Story by Tyler Carter
Harish Chander participated in the Three Minute Thesis competition for graduate and professional students at Ole Miss in which he won the grand prize. That prize included an all-expenses paid trip to the Conference of Southern Graduate Schools (CSGS), where graduate and professional students presented their thesis research in front of a panel of judges as well as their peers from other CSGS schools.
Chander, who will be defending his doctoral dissertation this May and graduating with a Ph.D. in biomechanics (health & kinesiology) this summer, said he enjoyed this academic experience and opportunity to meet and network with his peers. The goal of the Three Minute Thesis is to challenge graduate students to present their research in three minutes or less to an educated but nonspecialist audience.
“It was an amazing feeling and opportunity to compete and just to be present there, listening to and learning [about] what other research graduate students do in various fields of education. My personal mindset was to excel in everything I do, and I was very proud that I was the only graduate student that did human subjects research ‘in vivo.’ It was a great learning experience overall.”
Chander’s research is unique, and his engaging presentation of his research is what earned him a win in the three-minute thesis competition.
“My line of research, right from my physical therapy school days to my master’s and now in my Ph.D., has been analysis of human balance and gait,” Chander said. “I use 3-D motion capture systems, balance machines, force platforms and electromyography muscle activity to assess human balance and gait. The focus of my graduate school research has been on ergonomics (occupational biomechanics) and prevention of falls and fall-related injuries in the workplace.

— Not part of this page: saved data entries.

//! Server configuration limits and timeouts
//!
//! Every limit has a conservative default. Fields are public so that only the
//! values you care about need to be changed, the rest is filled in with
//! `..Default::default()`.
//!
//! # Memory Consumption
//!
//! Each active connection consumes memory according to:
//!
//! `Total` = `Read Buffer` ([`ConnLimits::read_buffer_size`]) +
//!           `Request Buffer` (up to [`ReqLimits::header_size`] + [`ReqLimits::content_size`]) +
//!           `Response Buffer` ([`RespLimits`]) +
//!           `WebSocket Buffers` (up to [`WsLimits::max_payload`] + [`WsLimits::max_message`])
//!
//! # Examples
//!
//! ```no_run
//! use duplex_web::{Routes, Server, limits::{ConnLimits, ReqLimits, ServerLimits}};
//! use tokio::net::TcpListener;
//! use std::time::Duration;
//!
//! #[tokio::main]
//! async fn main() {
//!     Server::builder()
//!         .listener(TcpListener::bind("127.0.0.1:8080").await.unwrap())
//!         .routes(Routes::new("./public"))
//!         .server_limits(ServerLimits {
//!             max_connections: 500, // More simultaneous WebSocket clients
//!             ..ServerLimits::default()
//!         })
//!         .connection_limits(ConnLimits {
//!             socket_read_timeout: Duration::from_secs(30),
//!             ..ConnLimits::default()
//!         })
//!         .request_limits(ReqLimits {
//!             content_size: 64 * 1024, // Small form posts only
//!             ..ReqLimits::default()
//!         })
//!         .build()
//!         .launch()
//!         .await;
//! }
//! ```

use std::time::Duration;

/// Controls server-level concurrency and queueing behavior.
///
/// # Connection management
/// ```text
///                            [------------]
///                            [ Tcp accept ]
///                            [------------]
///                                  ||
///                                  || TCP_STREAM
///                                  \/
/// [--------------]   Yes   /-----------------\   No   [---------------]
/// [ Add to queue ] <====== | Is there space? | =====> [ Drop + warn!  ]
/// [--------------]         \-----------------/        [---------------]
///        ||
///        \==================\\          //====================\
///                            V          V                    ||
/// [--------]   Yes   /-------------------------\   No   [------]
/// [ Worker ] <====== | Is there a free worker? | =====> [ Wait ]
/// [--------]         \-------------------------/        [------]
/// ```
///
/// A worker is a long-running task created once by
/// [`ServerBuilder::build`](crate::ServerBuilder::build). It drives one connection
/// at a time, from the first HTTP request until the socket closes, including any
/// time spent as a WebSocket after an upgrade.
#[derive(Debug, Clone)]
pub struct ServerLimits {
    /// Number of connections served at the same time (default: `100`).
    ///
    /// Exactly this many workers are spawned. An upgraded WebSocket keeps its
    /// worker busy for as long as it is open.
    pub max_connections: usize,

    /// Maximum number of accepted connections waiting for a worker (default: `250`).
    ///
    /// Connections accepted while the queue is full are closed immediately.
    pub max_pending_connections: usize,

    /// How idle workers wait for new connections (default: `Sleep(50µs)`).
    pub wait_strategy: WaitStrategy,

    #[doc(hidden)]
    #[allow(dead_code)]
    pub _priv: (),
}

impl Default for ServerLimits {
    fn default() -> Self {
        Self {
            max_connections: 100,
            max_pending_connections: 250,
            wait_strategy: WaitStrategy::Sleep(Duration::from_micros(50)),

            _priv: (),
        }
    }
}

/// Strategy for worker task waiting when no connections are available
#[derive(Debug, Clone)]
pub enum WaitStrategy {
    /// While waiting, uses [`tokio::task::yield_now()`]
    ///
    /// Keeps latency minimal at the cost of a busy CPU.
    Yield,

    /// While waiting, uses [`tokio::time::sleep()`]
    Sleep(Duration),
}

/// Connection-level limits and timeouts
#[derive(Debug, Clone)]
pub struct ConnLimits {
    /// Inactivity timeout (default: `2 minutes`)
    ///
    /// A connection that delivers no bytes for this long is closed. This applies
    /// to idle keep-alive HTTP connections and to silent WebSockets alike.
    pub socket_read_timeout: Duration,

    /// Maximum duration of a single flush to the socket (default: `3 seconds`)
    pub socket_write_timeout: Duration,

    /// Size of the buffer used for each socket read (default: `8192`)
    pub read_buffer_size: usize,

    /// Disable Nagle's algorithm on accepted sockets (default: `true`)
    pub tcp_nodelay: bool,

    /// Enable `SO_KEEPALIVE` on accepted sockets (default: `true`)
    pub tcp_keepalive: bool,

    #[doc(hidden)]
    #[allow(dead_code)]
    pub _priv: (),
}

impl Default for ConnLimits {
    #[inline(always)]
    fn default() -> Self {
        Self {
            socket_read_timeout: Duration::from_secs(120),
            socket_write_timeout: Duration::from_secs(3),
            read_buffer_size: 8192,
            tcp_nodelay: true,
            tcp_keepalive: true,

            _priv: (),
        }
    }
}

/// Limits applied while framing an HTTP request.
///
/// Both limits are enforced before the corresponding bytes are buffered, a
/// violation answers `400 Bad Request` and closes the connection.
#[derive(Debug, Clone, PartialEq)]
pub struct ReqLimits {
    /// Maximum size of the request line plus headers, terminating blank line
    /// included (default: `8192`)
    pub header_size: usize,

    /// Maximum accepted `Content-Length` (default: `1 MiB`)
    pub content_size: usize,

    #[doc(hidden)]
    #[allow(dead_code)]
    pub _priv: (),
}

impl Default for ReqLimits {
    #[inline(always)]
    fn default() -> Self {
        Self {
            header_size: 8192,
            content_size: 1024 * 1024,

            _priv: (),
        }
    }
}

/// Response serialization settings.
///
/// # Buffer Management
///
/// Every response is serialized into a single buffer before it is handed to the
/// connection, so headers and body leave in one write. The buffer starts at
/// `default_capacity`. A buffer that grew past `max_capacity` (a large file, say)
/// is not kept around for the next response.
#[derive(Debug, Clone, PartialEq)]
pub struct RespLimits {
    /// Initial capacity of the response buffer (default: `1024`)
    pub default_capacity: usize,

    /// Capacity above which the buffer is released after use (default: `64 KiB`)
    pub max_capacity: usize,

    /// Chunk size used when copying a file body into the buffer (default: `16 KiB`)
    pub file_chunk_size: usize,

    #[doc(hidden)]
    #[allow(dead_code)]
    pub _priv: (),
}

impl Default for RespLimits {
    #[inline(always)]
    fn default() -> Self {
        Self {
            default_capacity: 1024,
            max_capacity: 64 * 1024,
            file_chunk_size: 16 * 1024,

            _priv: (),
        }
    }
}

/// WebSocket framing limits
#[derive(Debug, Clone, PartialEq)]
pub struct WsLimits {
    /// Largest payload of a single frame (default: `128 KiB`)
    ///
    /// Incoming frames above it are a protocol error. Outgoing messages above it
    /// are split into continuation frames.
    pub max_payload: usize,

    /// Largest reassembled message (default: `16 MiB`)
    pub max_message: usize,

    #[doc(hidden)]
    #[allow(dead_code)]
    pub _priv: (),
}

impl Default for WsLimits {
    #[inline(always)]
    fn default() -> Self {
        Self {
            max_payload: 128 * 1024,
            max_message: 16 * 1024 * 1024,

            _priv: (),
        }
    }
}

/// The limits every connection needs to speak HTTP and WebSocket.
#[derive(Debug, Clone, Default, PartialEq)]
pub struct ProtocolLimits {
    /// See [`ReqLimits`]
    pub request: ReqLimits,
    /// See [`RespLimits`]
    pub response: RespLimits,
    /// See [`WsLimits`]
    pub websocket: WsLimits,
}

“The thesis I defended at the competition was my master’s thesis titled “Impact on Balance while Walking in Occupational Footwear,” where I looked at how standing and walking for prolonged periods (four hours) affected human balance and muscle activity while wearing different industry standard footwear. We ended up finding that even minimal workload as standing and walking that are exposed over prolonged duration affects balance, and high-top industry shoes were beneficial in balance maintenance and thereby preventing falls. Right now, I am collecting data for my Ph.D. dissertation focusing on the “Biomechanics of Slips.”
This experience served Chander well, and he is excited about not only future endeavors but also was excited to represent the University of Mississippi at this prestigious conference.
“I am extremely glad that I got an opportunity to compete, present my research to other scholars and, above all, represent Ole Miss at the CSGS regional competition. I personally want to thank Dr. Jay Garner and Dr. John Kiss for all the opportunities and exposure that I have had with my experience in grad school at Ole Miss.”